##### Records for this task #####
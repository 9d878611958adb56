// src/db/operations_repo.rs

use sqlx::PgPool;

use crate::{
    common::error::AppError,
    models::operations::{CreateJobOrderPayload, JobOrder, UpdateJobOrderPayload},
};

#[derive(Clone)]
pub struct OperationsRepository {
    pool: PgPool,
}

impl OperationsRepository {
    pub fn new(pool: PgPool) -> Self {
        Self { pool }
    }

    pub async fn get_all_job_orders(&self) -> Result<Vec<JobOrder>, AppError> {
        let orders = sqlx::query_as::<_, JobOrder>("SELECT * FROM job_orders ORDER BY id DESC")
            .fetch_all(&self.pool)
            .await?;
        Ok(orders)
    }

    pub async fn create_job_order(
        &self,
        payload: &CreateJobOrderPayload,
    ) -> Result<JobOrder, AppError> {
        let order = sqlx::query_as::<_, JobOrder>(
            "INSERT INTO job_orders \
                (customer, vehicle, service_type, status, assigned_bay, scheduled_time, technician) \
             VALUES ($1, $2, $3, $4, $5, $6, $7) RETURNING *",
        )
        .bind(&payload.customer)
        .bind(&payload.vehicle)
        .bind(&payload.service_type)
        .bind(payload.status)
        .bind(&payload.assigned_bay)
        .bind(&payload.scheduled_time)
        .bind(&payload.technician)
        .fetch_one(&self.pool)
        .await?;
        Ok(order)
    }

    pub async fn update_job_order(
        &self,
        id: i32,
        payload: &UpdateJobOrderPayload,
    ) -> Result<Option<JobOrder>, AppError> {
        let order = sqlx::query_as::<_, JobOrder>(
            "UPDATE job_orders SET \
                customer = COALESCE($2, customer), \
                vehicle = COALESCE($3, vehicle), \
                service_type = COALESCE($4, service_type), \
                status = COALESCE($5, status), \
                assigned_bay = COALESCE($6, assigned_bay), \
                scheduled_time = COALESCE($7, scheduled_time), \
                technician = COALESCE($8, technician), \
                updated_at = NOW() \
             WHERE id = $1 RETURNING *",
        )
        .bind(id)
        .bind(payload.customer.as_deref())
        .bind(payload.vehicle.as_deref())
        .bind(payload.service_type.as_deref())
        .bind(payload.status)
        .bind(payload.assigned_bay.as_deref())
        .bind(payload.scheduled_time.as_deref())
        .bind(payload.technician.as_deref())
        .fetch_optional(&self.pool)
        .await?;
        Ok(order)
    }

    pub async fn delete_job_order(&self, id: i32) -> Result<bool, AppError> {
        let result = sqlx::query("DELETE FROM job_orders WHERE id = $1")
            .bind(id)
            .execute(&self.pool)
            .await?;
        Ok(result.rows_affected() > 0)
    }
}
#####
# Work item:
Your response should be the count of lines in the material above that contain "UpdateJobOrderPayload", with nothing added.

# Final answer:
2